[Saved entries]
%%
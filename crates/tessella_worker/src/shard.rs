//! Shard storage: the unit a table is partitioned into.
//!
//! A shard owns two ordered maps behind one mutex: `data` for entries this
//! worker owns, and `pending` for writes destined for the owning peer. Merge
//! semantics come from the table's accumulators; the shard only knows how to
//! apply them.

use std::collections::BTreeMap;
use std::ops::Bound;
use std::sync::Mutex;

use crate::errors::{Result, WorkerError};
use crate::plugins::Accumulator;

/// One partition of a table's key space.
pub struct Shard {
    table_id: i32,
    shard_id: i32,
    state: Mutex<ShardState>,
}

#[derive(Default)]
struct ShardState {
    data: BTreeMap<Vec<u8>, Vec<u8>>,
    pending: BTreeMap<Vec<u8>, Vec<u8>>,
    dirty: bool,
    destroyed: bool,
}

impl ShardState {
    fn check_live(&self, table_id: i32, shard_id: i32) -> Result<()> {
        if self.destroyed {
            return Err(WorkerError::InvalidShard {
                table: table_id,
                shard: shard_id,
            });
        }
        Ok(())
    }
}

impl Shard {
    pub fn new(table_id: i32, shard_id: i32) -> Self {
        Self {
            table_id,
            shard_id,
            state: Mutex::new(ShardState::default()),
        }
    }

    pub fn table_id(&self) -> i32 {
        self.table_id
    }

    pub fn shard_id(&self) -> i32 {
        self.shard_id
    }

    fn lock(&self) -> std::sync::MutexGuard<'_, ShardState> {
        self.state.lock().expect("shard lock poisoned")
    }

    /// Whether `key` is present in the owned data.
    pub fn contains(&self, key: &[u8]) -> Result<bool> {
        let state = self.lock();
        state.check_live(self.table_id, self.shard_id)?;
        Ok(state.data.contains_key(key))
    }

    /// Read the stored value for `key`, if any.
    pub fn get(&self, key: &[u8]) -> Result<Option<Vec<u8>>> {
        let state = self.lock();
        state.check_live(self.table_id, self.shard_id)?;
        Ok(state.data.get(key).cloned())
    }

    /// Number of owned entries.
    pub fn size(&self) -> Result<u64> {
        let state = self.lock();
        state.check_live(self.table_id, self.shard_id)?;
        Ok(state.data.len() as u64)
    }

    /// Merge a local write into the owned data through the combiner.
    pub fn merge_local(&self, key: &[u8], value: Vec<u8>, combiner: &dyn Accumulator) -> Result<()> {
        let mut state = self.lock();
        state.check_live(self.table_id, self.shard_id)?;
        merge_into(&mut state.data, key, value, combiner);
        Ok(())
    }

    /// Buffer a write destined for the owning peer, merging against any
    /// pending entry for the same key. Returns the pending entry count so the
    /// caller can apply its high-water mark.
    pub fn merge_pending(
        &self,
        key: &[u8],
        value: Vec<u8>,
        combiner: &dyn Accumulator,
    ) -> Result<usize> {
        let mut state = self.lock();
        state.check_live(self.table_id, self.shard_id)?;
        merge_into(&mut state.pending, key, value, combiner);
        state.dirty = true;
        Ok(state.pending.len())
    }

    /// Apply one entry of an incoming batch through the reducer. Only ever
    /// called on the owning worker.
    pub fn apply_remote(&self, key: &[u8], value: Vec<u8>, reducer: &dyn Accumulator) -> Result<()> {
        let mut state = self.lock();
        state.check_live(self.table_id, self.shard_id)?;
        merge_into(&mut state.data, key, value, reducer);
        Ok(())
    }

    /// Whether the pending buffer holds unshipped writes.
    pub fn dirty(&self) -> bool {
        self.lock().dirty
    }

    /// Atomically snapshot-and-clear the pending buffer for a network send.
    pub fn drain_pending(&self) -> Result<Vec<(Vec<u8>, Vec<u8>)>> {
        let mut state = self.lock();
        state.check_live(self.table_id, self.shard_id)?;
        state.dirty = false;
        let drained = std::mem::take(&mut state.pending);
        Ok(drained.into_iter().collect())
    }

    /// Fetch up to `count` owned entries strictly after `cursor` in key
    /// order. The second element is true when the scan reached the end of the
    /// shard.
    ///
    /// This is the primitive both local cursors and server-side iterators are
    /// built on; no lock is held between batches.
    pub fn entries_after(
        &self,
        cursor: Option<&[u8]>,
        count: usize,
    ) -> Result<(Vec<(Vec<u8>, Vec<u8>)>, bool)> {
        let state = self.lock();
        state.check_live(self.table_id, self.shard_id)?;
        let lower = match cursor {
            Some(key) => Bound::Excluded(key.to_vec()),
            None => Bound::Unbounded,
        };
        let mut entries = Vec::with_capacity(count.min(1024));
        let mut range = state.data.range((lower, Bound::Unbounded));
        for (key, value) in range.by_ref().take(count) {
            entries.push((key.clone(), value.clone()));
        }
        let done = range.next().is_none();
        Ok((entries, done))
    }

    /// Drop all contents and reject every later operation.
    pub fn destroy(&self) {
        let mut state = self.lock();
        state.data.clear();
        state.pending.clear();
        state.dirty = false;
        state.destroyed = true;
    }
}

/// Store `value` at `key`, merging through `acc` when an entry exists.
fn merge_into(
    map: &mut BTreeMap<Vec<u8>, Vec<u8>>,
    key: &[u8],
    value: Vec<u8>,
    acc: &dyn Accumulator,
) {
    match map.get_mut(key) {
        Some(current) => *current = acc.merge(current, &value),
        None => {
            map.insert(key.to_vec(), value);
        }
    }
}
%%
Nothing but a number, please, for how many lines of the data hold "combiner".

5